The financial services industry will need a clear distinction between the advisory market and the National Money Guidance Service suggested in the Thoresen Review if the scheme is to succeed, warns Skandia.
Skandia welcomes the fact Otto Thoresen, chief executive of Aegon UK and the review’s author, has recommended not including ‘advice’ in the scheme's title but says it will confuse consumers if it does not explicitly disclose its services.
Billy Mackay, head of marketing at Skandia, says: “The evidence that there is a gap in financial capability is indisputable, and so naturally initiatives such as the Thoresen review should be welcomed.
"However the key challenge will be in the implementation, and ensuring that those that most need guidance are able to and do receive it.
“Equally, it is imperative that the distinction between advice and guidance is completely clear and that consumers understand exactly what they are receiving, how they can benefit and be clear about any costs involved.”
The provider also says the issue surrounding how far guidance can go before it becomes advice remains “very grey”.

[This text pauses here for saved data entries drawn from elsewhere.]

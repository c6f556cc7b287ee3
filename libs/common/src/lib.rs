//! Common library for the Dev Blog application
//!
//! This crate provides shared functionality used across the services of the
//! Dev Blog application: MongoDB connectivity and the database error type.

pub mod database;
pub mod error;

/// Example usage of the database module
///
/// ```rust,no_run
/// use common::database::{DatabaseConfig, init_database, health_check};
///
/// #[tokio::main]
/// async fn main() -> Result<(), Box<dyn std::error::Error>> {
///     let config = DatabaseConfig::from_env()?;
///     let database = init_database(&config).await?;
///     let is_healthy = health_check(&database).await?;
///     println!("Database health check: {}", is_healthy);
///     Ok(())
/// }
/// ```
pub fn example_usage() {}
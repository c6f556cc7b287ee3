//! Integration tests for the MongoDB connectivity helpers
//!
//! These tests need a reachable MongoDB server (see `MONGO_URI`) and are
//! ignored by default. Run them with `cargo test -- --ignored`.

use common::database::{DatabaseConfig, health_check, init_database};
use mongodb::bson::{Document, doc};

#[tokio::test]
#[ignore = "requires a running MongoDB server"]
async fn test_database_integration() -> Result<(), Box<dyn std::error::Error>> {
    let config = DatabaseConfig::from_env()?;
    let database = init_database(&config).await?;

    assert!(health_check(&database).await?, "Database health check failed");

    let collection = database.collection::<Document>("integration_test");
    collection
        .insert_one(doc! { "key": "integration_test_key", "value": 1 }, None)
        .await?;

    let found = collection
        .find_one(doc! { "key": "integration_test_key" }, None)
        .await?;
    assert_eq!(found.and_then(|d| d.get_i32("value").ok()), Some(1));

    collection.drop(None).await?;

    Ok(())
}
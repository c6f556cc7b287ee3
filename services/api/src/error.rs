//! Custom error types for the API service

use axum::{
    Json,
    extract::multipart::MultipartRejection,
    http::StatusCode,
    response::{IntoResponse, Response},
};
use serde_json::json;
use thiserror::Error;
use tracing::{error, warn};

/// Custom error type for the API service
#[derive(Error, Debug)]
pub enum ApiError {
    /// Caller is not the author of the resource
    #[error("Not authorized")]
    Unauthorized,

    /// Missing resource with message
    #[error("{0}")]
    NotFound(String),

    /// Bad request with message
    #[error("{0}")]
    BadRequest(String),

    /// Uploaded image over the size limit
    #[error("Image must be 5MB or smaller")]
    PayloadTooLarge,

    /// Database error
    #[error("Database error: {0}")]
    Database(#[from] common::error::DatabaseError),
}

impl IntoResponse for ApiError {
    fn into_response(self) -> Response {
        let status = match &self {
            ApiError::Unauthorized => StatusCode::UNAUTHORIZED,
            ApiError::NotFound(_) => StatusCode::NOT_FOUND,
            ApiError::BadRequest(_) => StatusCode::BAD_REQUEST,
            ApiError::PayloadTooLarge => StatusCode::PAYLOAD_TOO_LARGE,
            ApiError::Database(_) => StatusCode::INTERNAL_SERVER_ERROR,
        };

        let message = match self {
            ApiError::Database(e) => {
                error!("Database error: {}", e);
                "Server error".to_string()
            }
            other => other.to_string(),
        };

        let body = Json(json!({
            "message": message,
        }));

        (status, body).into_response()
    }
}

/// A body that is not `multipart/form-data` is a malformed post form
impl From<MultipartRejection> for ApiError {
    fn from(rejection: MultipartRejection) -> Self {
        warn!("Rejected multipart body: {}", rejection.body_text());
        ApiError::BadRequest(rejection.body_text())
    }
}

/// Type alias for API results
pub type ApiResult<T> = Result<T, ApiError>;
//! Custom error types for the common library
//!
//! This module defines application-specific error types that can be used
//! throughout the application.

use mongodb::error::{Error as MongoError, ErrorKind, WriteFailure};
use thiserror::Error;

/// Custom error type for database operations
#[derive(Error, Debug)]
pub enum DatabaseError {
    /// Error occurred while connecting to MongoDB
    #[error("Database connection error: {0}")]
    Connection(#[source] MongoError),

    /// Error occurred while running a command or query
    #[error("Database query error: {0}")]
    Query(#[source] MongoError),

    /// A unique index rejected the write
    #[error("Duplicate key: {0}")]
    Duplicate(#[source] MongoError),

    /// Configuration error
    #[error("Database configuration error: {0}")]
    Configuration(String),
}

const DUPLICATE_KEY_CODE: i32 = 11000;

impl DatabaseError {
    /// Classify a failed write, separating unique index violations
    pub fn from_write(err: MongoError) -> Self {
        let duplicate = matches!(
            err.kind.as_ref(),
            ErrorKind::Write(WriteFailure::WriteError(write_error))
                if write_error.code == DUPLICATE_KEY_CODE
        );

        if duplicate {
            DatabaseError::Duplicate(err)
        } else {
            DatabaseError::Query(err)
        }
    }
}

/// Type alias for Result with DatabaseError
pub type DatabaseResult<T> = Result<T, DatabaseError>;
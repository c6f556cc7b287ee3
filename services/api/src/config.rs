//! Server configuration
//!
//! Read from the process environment through the `config` crate, e.g.
//! `PORT=8080 CORS_ORIGINS=https://blog.example.com,*.vercel.app`.

use anyhow::Result;
use serde::Deserialize;

/// HTTP server settings
#[derive(Debug, Clone, Deserialize)]
pub struct ServerConfig {
    /// Interface to bind (default: "0.0.0.0")
    #[serde(default = "default_host")]
    pub host: String,
    /// Port to listen on (default: 5000)
    #[serde(default = "default_port")]
    pub port: u16,
    /// Allowed browser origins; an entry like `*.vercel.app` matches any subdomain
    #[serde(default = "default_cors_origins")]
    pub cors_origins: Vec<String>,
    /// Deployment environment (default: "development")
    #[serde(default = "default_app_env")]
    pub app_env: String,
}

fn default_host() -> String {
    "0.0.0.0".to_string()
}

fn default_port() -> u16 {
    5000
}

fn default_cors_origins() -> Vec<String> {
    vec!["http://localhost:3000".to_string()]
}

fn default_app_env() -> String {
    "development".to_string()
}

impl Default for ServerConfig {
    fn default() -> Self {
        Self {
            host: default_host(),
            port: default_port(),
            cors_origins: default_cors_origins(),
            app_env: default_app_env(),
        }
    }
}

impl ServerConfig {
    /// Create a new ServerConfig from environment variables
    ///
    /// # Environment Variables
    /// - `HOST`: Interface to bind (default: "0.0.0.0")
    /// - `PORT`: Port to listen on (default: 5000)
    /// - `CORS_ORIGINS`: Comma separated allowed origins (default: "http://localhost:3000")
    /// - `APP_ENV`: Deployment environment (default: "development")
    pub fn from_env() -> Result<Self> {
        let settings = config::Config::builder()
            .add_source(
                config::Environment::default()
                    .try_parsing(true)
                    .list_separator(",")
                    .with_list_parse_key("cors_origins"),
            )
            .build()?;

        let mut server_config: ServerConfig = settings.try_deserialize()?;
        server_config.cors_origins = server_config
            .cors_origins
            .into_iter()
            .map(|origin| origin.trim().to_string())
            .filter(|origin| !origin.is_empty())
            .collect();

        Ok(server_config)
    }

    pub fn is_production(&self) -> bool {
        self.app_env.eq_ignore_ascii_case("production")
    }

    pub fn bind_address(&self) -> String {
        format!("{}:{}", self.host, self.port)
    }
}

/// Whether a request origin is allowed by the configured list
pub fn origin_allowed(allowed: &[String], origin: &str) -> bool {
    allowed.iter().any(|entry| match entry.strip_prefix('*') {
        Some(suffix) if suffix.starts_with('.') => origin.ends_with(suffix),
        _ => entry == origin,
    })
}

It highlights the Thoresen review makes it clear the Money Guidance scheme cannot give advice but refers to its staff as advisers.
Skandia says consumers must also know no compensation scheme will cover Money Guidance and when they have moved from the unregulated Money Guidance to the regulated advice sector.
The provider says: “If consumers think they have received advice but then find out that it was in fact guidance with the risks that go with it, then confidence in the concepts of saving and investment could again come under attack.”